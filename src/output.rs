//! Rendering of resolved weather for the terminal
//!
//! Text for people, JSON for scripts. Errors are rendered by kind so a
//! script can branch on the `kind` field instead of the message.

use serde::Serialize;

use crate::data::{Weather, WeatherCondition};
use crate::error::{Error, ErrorKind};
use crate::repository::{Origin, Resolved};

/// Output format selected on the command line
#[derive(Debug, Clone, Copy, PartialEq, Eq, Default)]
pub enum OutputFormat {
    #[default]
    Text,
    Json,
}

/// What happened to one requested city
#[derive(Debug)]
pub struct CityOutcome {
    pub requested: String,
    pub result: Result<Resolved<Weather>, Error>,
}

impl CityOutcome {
    pub fn is_ok(&self) -> bool {
        self.result.is_ok()
    }
}

#[derive(Serialize)]
#[serde(tag = "status", rename_all = "kebab-case")]
enum JsonEntry<'a> {
    Ok {
        requested: &'a str,
        origin: Origin,
        weather: &'a Weather,
    },
    Error {
        requested: &'a str,
        kind: ErrorKind,
        message: &'a str,
    },
}

impl<'a> From<&'a CityOutcome> for JsonEntry<'a> {
    fn from(outcome: &'a CityOutcome) -> Self {
        match &outcome.result {
            Ok(resolved) => JsonEntry::Ok {
                requested: &outcome.requested,
                origin: resolved.origin,
                weather: &resolved.value,
            },
            Err(e) => JsonEntry::Error {
                requested: &outcome.requested,
                kind: e.kind(),
                message: e.message(),
            },
        }
    }
}

pub fn render_outcomes(outcomes: &[CityOutcome], units: &str, format: OutputFormat) -> serde_json::Result<String> {
    match format {
        OutputFormat::Text => Ok(render_text(outcomes, units)),
        OutputFormat::Json => {
            let entries: Vec<JsonEntry<'_>> = outcomes.iter().map(JsonEntry::from).collect();
            serde_json::to_string_pretty(&entries)
        }
    }
}

fn render_text(outcomes: &[CityOutcome], units: &str) -> String {
    let mut out = String::new();
    for outcome in outcomes {
        match &outcome.result {
            Ok(resolved) => out.push_str(&weather_block(resolved, units)),
            Err(e) => out.push_str(&format!("\u{2717}  {}: {e}\n", outcome.requested)),
        }
    }
    out
}

fn weather_block(resolved: &Resolved<Weather>, units: &str) -> String {
    let w = &resolved.value;
    let place = match &w.country {
        Some(country) => format!("{}, {country}", w.city),
        None => w.city.clone(),
    };
    let temp = temperature_suffix(units);

    let mut block = format!(
        "{}  {place}  {:.0}{temp} (feels {:.0}{temp})  {}\n",
        condition_icon(w.condition),
        w.temperature,
        w.feels_like,
        w.description
    );
    block.push_str(&format!(
        "   Wind: {:.1} {}  Humidity: {}%",
        w.wind,
        wind_suffix(units),
        w.humidity
    ));
    match resolved.origin {
        Origin::Network => {}
        Origin::Cache => block.push_str("  (cached)"),
        Origin::StaleFallback => block.push_str("  (cached, fetch failed)"),
    }
    block.push('\n');
    block
}

pub fn render_history(entries: &[String], format: OutputFormat) -> serde_json::Result<String> {
    match format {
        OutputFormat::Json => serde_json::to_string_pretty(entries),
        OutputFormat::Text if entries.is_empty() => Ok("No recent searches\n".to_string()),
        OutputFormat::Text => Ok(entries
            .iter()
            .enumerate()
            .map(|(i, city)| format!("{:>2}. {city}\n", i + 1))
            .collect()),
    }
}

/// Returns an icon character for the weather condition
fn condition_icon(condition: WeatherCondition) -> &'static str {
    match condition {
        WeatherCondition::Clear => "\u{2600}",        // ☀
        WeatherCondition::PartlyCloudy => "\u{26C5}", // ⛅
        WeatherCondition::Cloudy => "\u{2601}",       // ☁
        WeatherCondition::Rain => "\u{1F327}",        // 🌧
        WeatherCondition::Showers => "\u{1F326}",     // 🌦
        WeatherCondition::Thunderstorm => "\u{26C8}", // ⛈
        WeatherCondition::Snow => "\u{2744}",         // ❄
        WeatherCondition::Fog => "\u{1F32B}",         // 🌫
    }
}

fn temperature_suffix(units: &str) -> &'static str {
    match units {
        "imperial" => "\u{B0}F",
        "standard" => "K",
        _ => "\u{B0}C",
    }
}

fn wind_suffix(units: &str) -> &'static str {
    match units {
        "imperial" => "mph",
        _ => "m/s",
    }
}

#[cfg(test)]
mod tests {
    use super::*;
    use chrono::Utc;
    use serde_json::Value;

    fn paris(origin: Origin) -> CityOutcome {
        CityOutcome {
            requested: "paris".to_string(),
            result: Ok(Resolved {
                identifier: "paris".to_string(),
                value: Weather {
                    city: "Paris".to_string(),
                    country: Some("FR".to_string()),
                    temperature: 18.4,
                    feels_like: 17.6,
                    condition: WeatherCondition::Clear,
                    description: "clear sky".to_string(),
                    humidity: 64,
                    wind: 4.1,
                    fetched_at: Utc::now(),
                },
                origin,
            }),
        }
    }

    fn tokyo_offline() -> CityOutcome {
        CityOutcome {
            requested: "Tokyo".to_string(),
            result: Err(Error::network("no connectivity and no cached data for 'Tokyo'")),
        }
    }

    #[test]
    fn test_text_output_for_network_result() {
        let text = render_outcomes(&[paris(Origin::Network)], "metric", OutputFormat::Text).unwrap();

        assert!(text.contains("Paris, FR"));
        assert!(text.contains("18\u{B0}C"));
        assert!(text.contains("(feels 18\u{B0}C)"));
        assert!(text.contains("Humidity: 64%"));
        assert!(!text.contains("cached"));
    }

    #[test]
    fn test_text_output_marks_cached_origins() {
        let cached = render_outcomes(&[paris(Origin::Cache)], "metric", OutputFormat::Text).unwrap();
        assert!(cached.contains("(cached)"));

        let stale = render_outcomes(&[paris(Origin::StaleFallback)], "imperial", OutputFormat::Text).unwrap();
        assert!(stale.contains("fetch failed"));
        assert!(stale.contains("\u{B0}F"));
        assert!(stale.contains("mph"));
    }

    #[test]
    fn test_text_output_for_error() {
        let text = render_outcomes(&[tokyo_offline()], "metric", OutputFormat::Text).unwrap();
        assert!(text.contains("Tokyo: Network error: no connectivity"));
    }

    #[test]
    fn test_json_output_tags_results_and_errors() {
        let json = render_outcomes(
            &[paris(Origin::StaleFallback), tokyo_offline()],
            "metric",
            OutputFormat::Json,
        )
        .unwrap();
        let parsed: Value = serde_json::from_str(&json).unwrap();

        assert_eq!(parsed[0]["status"], "ok");
        assert_eq!(parsed[0]["origin"], "stale-fallback");
        assert_eq!(parsed[0]["weather"]["city"], "Paris");
        assert_eq!(parsed[1]["status"], "error");
        assert_eq!(parsed[1]["kind"], "network");
        assert_eq!(parsed[1]["requested"], "Tokyo");
    }

    #[test]
    fn test_history_rendering() {
        let entries = vec!["Paris".to_string(), "london".to_string()];

        let text = render_history(&entries, OutputFormat::Text).unwrap();
        assert_eq!(text, " 1. Paris\n 2. london\n");

        assert_eq!(render_history(&[], OutputFormat::Text).unwrap(), "No recent searches\n");

        let json = render_history(&entries, OutputFormat::Json).unwrap();
        let parsed: Vec<String> = serde_json::from_str(&json).unwrap();
        assert_eq!(parsed, entries);
    }
}
//! Logging initialization
//!
//! Logs go to stderr so stdout stays clean for the weather report (and for
//! `--json`). `RUST_LOG` takes precedence over the flags.

use tracing_subscriber::{EnvFilter, FmtSubscriber};

/// Default filter directive for the given verbosity flags
pub fn default_directive(verbose: bool, quiet: bool) -> &'static str {
    if verbose {
        "skycast=debug,warn"
    } else if quiet {
        "error"
    } else {
        "warn"
    }
}

/// Installs the global tracing subscriber
///
/// # Errors
///
/// Returns an error if a global subscriber is already set.
pub fn initialize_logging(verbose: bool, quiet: bool) -> anyhow::Result<()> {
    let filter = EnvFilter::try_from_default_env()
        .unwrap_or_else(|_| EnvFilter::new(default_directive(verbose, quiet)));

    let subscriber = FmtSubscriber::builder()
        .with_env_filter(filter)
        .with_target(false)
        .with_thread_ids(false)
        .with_thread_names(false)
        .with_writer(std::io::stderr)
        .finish();

    tracing::subscriber::set_global_default(subscriber)?;
    Ok(())
}

#[cfg(test)]
mod tests {
    use super::*;

    #[test]
    fn test_default_directive() {
        assert_eq!(default_directive(false, false), "warn");
        assert_eq!(default_directive(true, false), "skycast=debug,warn");
        assert_eq!(default_directive(false, true), "error");
        // Verbose wins over quiet
        assert_eq!(default_directive(true, true), "skycast=debug,warn");
    }

    #[test]
    fn test_directives_parse() {
        for (verbose, quiet) in [(false, false), (true, false), (false, true)] {
            assert!(EnvFilter::try_new(default_directive(verbose, quiet)).is_ok());
        }
    }
}
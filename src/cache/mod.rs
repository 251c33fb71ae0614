//! Cache module for persisting fetched resources
//!
//! `CacheStore` layers TTL bookkeeping over any `KeyValueStore` backend. Reads
//! are fail-safe: anything incomplete or unreadable is a miss, never an error,
//! so callers can always fall through to the network or to a typed failure.

mod key;
mod manager;
mod store;

pub use key::{normalize_identifier, same_identifier, CacheKey};
pub use manager::{CacheStore, CachedData};
pub use store::{FileStore, KeyValueStore, MemoryStore, StoreError};
//! Skycast library
//!
//! The fetch-with-cache-fallback layer behind the `skycast` CLI: a TTL-aware
//! key-value cache, a retrying HTTP fetch client, a connectivity probe and the
//! repository that decides per request whether to serve network data, cached
//! data, or a typed error.

pub mod cache;
pub mod cli;
pub mod config;
pub mod connectivity;
pub mod data;
pub mod error;
pub mod fetch;
pub mod logging;
pub mod output;
pub mod repository;

pub use error::{Error, ErrorKind, Result};
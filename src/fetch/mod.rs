//! Outbound requests against the remote data source

mod client;
mod request;

pub use client::{join_url, FetchClient, DEFAULT_MAX_RETRIES, DEFAULT_TIMEOUT};
pub use request::{Method, RequestDescriptor};
//! Cache key layout
//!
//! Each resource kind owns two tiers of keys: a "last-used" singleton slot and
//! one slot per normalized identifier. The two tiers are written independently
//! and may refer to different identifiers at the same time.

use std::fmt;

/// Suffix of the singleton "last-used" slot for a resource kind
const LAST_USED_SUFFIX: &str = "last";

/// Suffix of the recent-history list for a resource kind
const HISTORY_SUFFIX: &str = "history";

/// A logical cache key
#[derive(Debug, Clone, PartialEq, Eq, Hash)]
pub struct CacheKey(String);

impl CacheKey {
    /// The singleton slot holding the most recently fetched resource of `kind`
    pub fn last_used(kind: &str) -> Self {
        Self(format!("{kind}-{LAST_USED_SUFFIX}"))
    }

    /// The per-identifier slot, e.g. `weather:paris`
    ///
    /// The `:` separator keeps identifiers such as "last" from landing on the
    /// fixed per-kind slots. `-` and `%` in the identifier are percent-encoded
    /// so no identifier ends in a `-timestamp` or `-expiry` sub-record suffix.
    pub fn for_identifier(kind: &str, identifier: &str) -> Self {
        Self(format!(
            "{kind}:{}",
            escape_identifier(&normalize_identifier(identifier))
        ))
    }

    /// The fixed key the recent-history list lives under
    pub fn history(kind: &str) -> Self {
        Self(format!("{kind}-{HISTORY_SUFFIX}"))
    }

    pub fn as_str(&self) -> &str {
        &self.0
    }
}

impl AsRef<str> for CacheKey {
    fn as_ref(&self) -> &str {
        &self.0
    }
}

impl fmt::Display for CacheKey {
    fn fmt(&self, f: &mut fmt::Formatter<'_>) -> fmt::Result {
        f.write_str(&self.0)
    }
}

/// Trims and lower-cases an identifier so "  Paris " and "paris" share a slot
pub fn normalize_identifier(identifier: &str) -> String {
    identifier.trim().to_lowercase()
}

fn escape_identifier(identifier: &str) -> String {
    identifier.replace('%', "%25").replace('-', "%2D")
}

/// Case-insensitive identifier comparison after normalization
pub fn same_identifier(a: &str, b: &str) -> bool {
    normalize_identifier(a) == normalize_identifier(b)
}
-- -- --
» Problem to work on
Only lines of the data holding the word "crate" go in the answer. Please copy each of them.

» Answer below
use crate::data::{Weather, WeatherCondition};
use crate::error::{Error, ErrorKind};
use crate::repository::{Origin, Resolved};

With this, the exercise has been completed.